The Resource Description Framework (RDF) is a standard language for storing metadata about web resources. For example, a web page about the Southern Laughing Tree Frog provides data (information about the frog) along with metadata (information about the page, such as the author's name or a copyright statement). Individual elements on the page can also have metadata. For example, a photo of the frog could provide metadata about the photo's image format or the timestamp when the photo was taken.

The goal of RDF is to provide a common framework for specifying this metadata. Fundamentally, you can decompose any RDF data into one or more triples:

How would you represent RDF information in general? Figure 3.3, “RDF Triples for Joe's Home Page” illustrates an RDF graph for a simple home page.
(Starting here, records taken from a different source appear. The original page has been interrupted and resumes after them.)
//! UseCase テスト用の共通セットアップ
//!
//! 実際のインメモリ実装を組み合わせ、各接続の送信キューを受信側から覗けるようにする。

use std::{collections::HashMap, sync::Arc};

use quizroom_shared::time::ManualClock;
use tokio::sync::{Mutex, mpsc};

use crate::{
    config::QuizTiming,
    domain::{
        Binding, ConnectionId, ConnectionRegistry, DisplayName, MessagePusher,
        RandomRoomCodeGenerator, RoomRepository, SharedRoom, Timestamp, entity::default_bank,
    },
    infrastructure::{
        dto::websocket::ServerMessage, message_pusher::WebSocketMessagePusher,
        registry::InMemoryConnectionRegistry, repository::InMemoryRoomRepository,
    },
};

use super::{broadcast::Broadcaster, progression::QuizProgression};

pub(crate) struct Harness {
    pub repository: Arc<InMemoryRoomRepository>,
    pub registry: Arc<InMemoryConnectionRegistry>,
    pub pusher: Arc<WebSocketMessagePusher>,
    pub broadcaster: Arc<Broadcaster>,
    pub progression: Arc<QuizProgression>,
    pub clock: ManualClock,
}

impl Harness {
    pub fn new() -> Self {
        Self::with_max_rooms(1000)
    }

    pub fn with_max_rooms(max_rooms: usize) -> Self {
        let clock = ManualClock::new(0);
        let repository = Arc::new(InMemoryRoomRepository::new(
            Arc::new(RandomRoomCodeGenerator),
            default_bank(),
            200,
            max_rooms,
        ));
        let registry = Arc::new(InMemoryConnectionRegistry::new());
        let pusher = Arc::new(WebSocketMessagePusher::new(Arc::new(Mutex::new(
            HashMap::new(),
        ))));
        let broadcaster = Arc::new(Broadcaster::new(pusher.clone()));
        let progression = Arc::new(QuizProgression::new(
            repository.clone(),
            broadcaster.clone(),
            Arc::new(clock.clone()),
            QuizTiming::default(),
        ));
        Self {
            repository,
            registry,
            pusher,
            broadcaster,
            progression,
            clock,
        }
    }

    /// Register `client_<n>_0` with the pusher and hand back its queue.
    pub async fn connect(&self, n: u32) -> (ConnectionId, mpsc::UnboundedReceiver<String>) {
        let id = ConnectionId::new(format!("client_{n}_0"));
        let (tx, rx) = mpsc::unbounded_channel();
        self.pusher.register_client(id.clone(), tx).await;
        (id, rx)
    }

    /// Create a room hosted by `host` and bind the host in the registry.
    pub async fn room_with_host(&self, host: &ConnectionId, name: &str) -> SharedRoom {
        let name = DisplayName::new(name.to_string()).unwrap();
        let room = self
            .repository
            .create_room(host.clone(), name.clone(), Timestamp::new(0))
            .await
            .unwrap();
        let code = room.lock().await.code.clone();
        self.registry.bind(host.clone(), Binding::new(code, name)).await;
        room
    }
}

/// Drain and decode everything queued for one connection.
pub(crate) fn drain(rx: &mut mpsc::UnboundedReceiver<String>) -> Vec<ServerMessage> {
    let mut messages = Vec::new();
    while let Ok(content) = rx.try_recv() {
        messages.push(serde_json::from_str(&content).unwrap());
    }
    messages
}

pub(crate) fn kinds(messages: &[ServerMessage]) -> Vec<&'static str> {
    messages.iter().map(ServerMessage::kind).collect()
}
//! UseCase: サーバー状態とルーム情報の参照（HTTP API 用）

use std::sync::Arc;

use quizroom_shared::time::{Clock, timestamp_to_rfc3339};

use crate::{
    domain::{ConnectionRegistry, MessagePusher, RoomCode, RoomRepository},
    infrastructure::dto::http::{RoomInfoDto, ServerStatusDto},
};

use super::error::SessionError;

pub struct StatusUseCase {
    repository: Arc<dyn RoomRepository>,
    registry: Arc<dyn ConnectionRegistry>,
    message_pusher: Arc<dyn MessagePusher>,
    clock: Arc<dyn Clock>,
}

impl StatusUseCase {
    pub fn new(
        repository: Arc<dyn RoomRepository>,
        registry: Arc<dyn ConnectionRegistry>,
        message_pusher: Arc<dyn MessagePusher>,
        clock: Arc<dyn Clock>,
    ) -> Self {
        Self {
            repository,
            registry,
            message_pusher,
            clock,
        }
    }

    pub async fn status(&self) -> ServerStatusDto {
        ServerStatusDto {
            status: "online".to_string(),
            total_rooms: self.repository.count_rooms().await,
            total_users: self.registry.count().await,
            total_connections: self.message_pusher.client_count().await,
            timestamp: timestamp_to_rfc3339(self.clock.now_millis()),
        }
    }

    /// ルームの概要。コードの大文字小文字は区別しない。
    pub async fn room_info(&self, code: &str) -> Result<RoomInfoDto, SessionError> {
        let code = RoomCode::new(code.to_string())?;
        let room = self
            .repository
            .get_room(&code)
            .await
            .ok_or_else(SessionError::room_not_found)?;
        let room = room.lock().await;
        Ok((&*room).into())
    }
}
//! WebSocket を使った MessagePusher 実装
//!
//! ## 責務
//!
//! - 接続ごとの `UnboundedSender` を管理
//! - クライアントへのメッセージ送信（push_to, broadcast）
//!
//! ## 設計ノート
//!
//! WebSocket の受付とソケットへの書き出しは UI 層（`ui/handler/websocket.rs`）で行われます。
//! この実装は UI 層が生成した `UnboundedSender` を受け取り、メッセージ送信に使用します。
//! 送信はチャンネルへの enqueue のみで、ソケットの書き込みを待たない。

use std::{collections::HashMap, sync::Arc};

use async_trait::async_trait;
use tokio::sync::Mutex;

use crate::domain::{ConnectionId, DeliveryReport, MessagePushError, MessagePusher, PusherChannel};

/// WebSocket を使った MessagePusher 実装
///
/// ## フィールド
///
/// - `clients`: 接続中のクライアントと対応する WebSocket sender のマップ
pub struct WebSocketMessagePusher {
    clients: Arc<Mutex<HashMap<ConnectionId, PusherChannel>>>,
}

impl WebSocketMessagePusher {
    pub fn new(clients: Arc<Mutex<HashMap<ConnectionId, PusherChannel>>>) -> Self {
        Self { clients }
    }
}

impl Default for WebSocketMessagePusher {
    fn default() -> Self {
        Self::new(Arc::new(Mutex::new(HashMap::new())))
    }
}

#[async_trait]
impl MessagePusher for WebSocketMessagePusher {
    async fn register_client(&self, client_id: ConnectionId, sender: PusherChannel) {
        let mut clients = self.clients.lock().await;
        tracing::debug!("Client '{}' registered to MessagePusher", client_id);
        clients.insert(client_id, sender);
    }

    async fn unregister_client(&self, client_id: &ConnectionId) {
        let mut clients = self.clients.lock().await;
        clients.remove(client_id);
        tracing::debug!("Client '{}' unregistered from MessagePusher", client_id);
    }

    async fn push_to(
        &self,
        client_id: &ConnectionId,
        content: &str,
    ) -> Result<(), MessagePushError> {
        let clients = self.clients.lock().await;

        let sender = clients
            .get(client_id)
            .ok_or_else(|| MessagePushError::ClientNotFound(client_id.to_string()))?;
        sender
            .send(content.to_string())
            .map_err(|e| MessagePushError::PushFailed(e.to_string()))?;
        tracing::debug!("Pushed message to client '{}'", client_id);
        Ok(())
    }

    async fn broadcast(&self, targets: &[ConnectionId], content: &str) -> DeliveryReport {
        let clients = self.clients.lock().await;

        let mut report = DeliveryReport::default();
        for target in targets {
            match clients.get(target) {
                Some(sender) => {
                    if let Err(e) = sender.send(content.to_string()) {
                        tracing::warn!("Failed to push message to client '{}': {}", target, e);
                        report.skipped += 1;
                    } else {
                        report.delivered += 1;
                    }
                }
                None => {
                    tracing::debug!("Client '{}' not connected during broadcast, skipping", target);
                    report.skipped += 1;
                }
            }
        }
        report
    }

    async fn client_count(&self) -> usize {
        let clients = self.clients.lock().await;
        clients.len()
    }
}
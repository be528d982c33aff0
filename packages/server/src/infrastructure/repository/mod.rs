//! Room Store の実装
//!
//! - `inmemory`: HashMap を使ったインメモリ実装

pub mod inmemory;

pub use inmemory::InMemoryRoomRepository;
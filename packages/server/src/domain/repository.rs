//! Repository trait 定義
//!
//! ドメイン層が必要とするデータアクセスのインターフェースを定義します。
//! 具体的な実装は Infrastructure 層が提供します（依存性の逆転）。

use std::sync::Arc;

use async_trait::async_trait;
use tokio::sync::Mutex;

use super::{ConnectionId, DisplayName, RepositoryError, Room, RoomCode, Timestamp};

/// A room behind its own lock.
///
/// Every mutation of a room (inbound message or timer callback) happens while
/// holding this lock, so no two mutations of one room interleave.
pub type SharedRoom = Arc<Mutex<Room>>;

/// Room Store
///
/// 全ての `Room` 集約を所有するストアへのインターフェース。
/// UseCase 層はこの trait に依存し、Infrastructure 層の具体的な実装には依存しない。
#[async_trait]
pub trait RoomRepository: Send + Sync {
    /// Create a room with a fresh unique code and the host as first player
    async fn create_room(
        &self,
        host_identity: ConnectionId,
        host_display_name: DisplayName,
        now: Timestamp,
    ) -> Result<SharedRoom, RepositoryError>;

    /// Look up a live room
    async fn get_room(&self, code: &RoomCode) -> Option<SharedRoom>;

    /// Remove every idle room, returning the evicted codes
    async fn evict_idle(&self, now: Timestamp, idle_threshold_millis: i64) -> Vec<RoomCode>;

    /// Number of live rooms
    async fn count_rooms(&self) -> usize;
}
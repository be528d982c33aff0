//! Server execution logic.

use std::sync::Arc;

use axum::{Router, routing::get};
use tokio::net::TcpListener;
use tower_http::trace::TraceLayer;

use crate::config::ServerConfig;

use super::{
    handler::{get_room_info, get_status, health_check, websocket_handler},
    signal::shutdown_signal,
    state::AppState,
};

/// WebSocket quiz server
///
/// # Example
///
/// ```ignore
/// let config = ServerConfig::default();
/// let state = Arc::new(AppState::new(&config, Arc::new(SystemClock)));
/// Server::new(state, config).run("127.0.0.1".to_string(), 8080).await?;
/// ```
pub struct Server {
    state: Arc<AppState>,
    config: ServerConfig,
}

impl Server {
    pub fn new(state: Arc<AppState>, config: ServerConfig) -> Self {
        Self { state, config }
    }

    /// Routes of the quiz server
    pub fn router(&self) -> Router {
        Router::new()
            // WebSocket エンドポイント
            .route("/ws", get(websocket_handler))
            // HTTP エンドポイント
            .route("/api/health", get(health_check))
            .route("/api/status", get(get_status))
            .route("/api/rooms/{code}", get(get_room_info))
            .layer(TraceLayer::new_for_http())
            .with_state(self.state.clone())
    }

    /// Run the WebSocket quiz server
    ///
    /// # Errors
    ///
    /// Returns an error if the server fails to bind to the specified address or
    /// if there's an error during server execution.
    pub async fn run(self, host: String, port: u16) -> Result<(), Box<dyn std::error::Error>> {
        // Bind the server to the host and port
        let bind_addr = format!("{}:{}", host, port);
        let listener = TcpListener::bind(&bind_addr).await?;

        tracing::info!("Quiz server listening on {}", listener.local_addr()?);
        tracing::info!("Connect to: ws://{}/ws", bind_addr);
        tracing::info!("Press Ctrl+C to shutdown gracefully");

        self.run_with_listener(listener).await?;
        Ok(())
    }

    /// Serve on an already bound listener until a shutdown signal arrives.
    pub async fn run_with_listener(self, listener: TcpListener) -> std::io::Result<()> {
        let app = self.router();
        let sweeper = self.spawn_idle_sweeper();

        // Set up graceful shutdown signal handler
        let result = axum::serve(listener, app)
            .with_graceful_shutdown(shutdown_signal())
            .await;

        sweeper.abort();
        tracing::info!("Server shutdown complete");
        result
    }

    /// Periodically evict rooms nobody is connected to.
    fn spawn_idle_sweeper(&self) -> tokio::task::JoinHandle<()> {
        let sweep = self.state.sweep_usecase.clone();
        let period = self.config.sweep_interval;
        tokio::spawn(async move {
            let mut interval = tokio::time::interval(period);
            // The first tick completes immediately
            interval.tick().await;
            loop {
                interval.tick().await;
                sweep.execute().await;
            }
        })
    }
}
Figure 3.3. RDF Triples for Joe's Home Page

RDF Triples for Joe's Home Page

To decompose this graph into individual RDF triplets:

  1. The website http://joesmith.org has a foaf:maker (an author). The author doesn't have a unique URI, so the object is a blank node.

  2. The website http://joesmith.org also has a dc:title (a title). The title is a literal value, "Joe's Home Page".

  3. The author of the website http://joesmith.org has a foaf:name (a name). The name is a literal value, "Joe Smith".

  4. The author of the website http://joesmith.org also has a foaf:depiction (an image depiction). The image has a unique URI resource, http://joesmith.org/images/jsmith.png.

  5. The depiction of the author of the website http://joesmith.org has dc:rights (copyright or licensing information). The copyright is a literal value, "Creative Commons Attribution 3.0 Unported".

These sorts of relationships are vital for any software attempting to extract semantic information. A web browser or search engine crawler can easily extract objects and subjects from web pages, but without the predicates to indicate semantic relationships, the meaning is lost. Is the resource http://joesmith.org/images/jsmith.png a picture of Joe Smith? Joe Smith's sister-in-law? Joe Smith's classic space Legos collection? A Southern Laughing Tree Frog?

Of course, you can try to use complicated algorithms to "guess" the nature of the photo. However, RDF is a way to provide that kind of information in the first place. The RDF in Figure 3.3, “RDF Triples for Joe's Home Page” asserts that the image is in fact a depiction (foaf:depiction) of the page author (foaf:maker). If you are designing software to, say, display photographs and other information about people, this kind of information is invaluable.

As with microformats, if the Yahoo! Web Crawler encounters any page with embedded RDF, the crawler extracts the data, indexes it, and provides that information to you, the SearchMonkey developer. But how do users actually embed RDF in their pages? Yahoo! supports approaches: RDFa and eRDF.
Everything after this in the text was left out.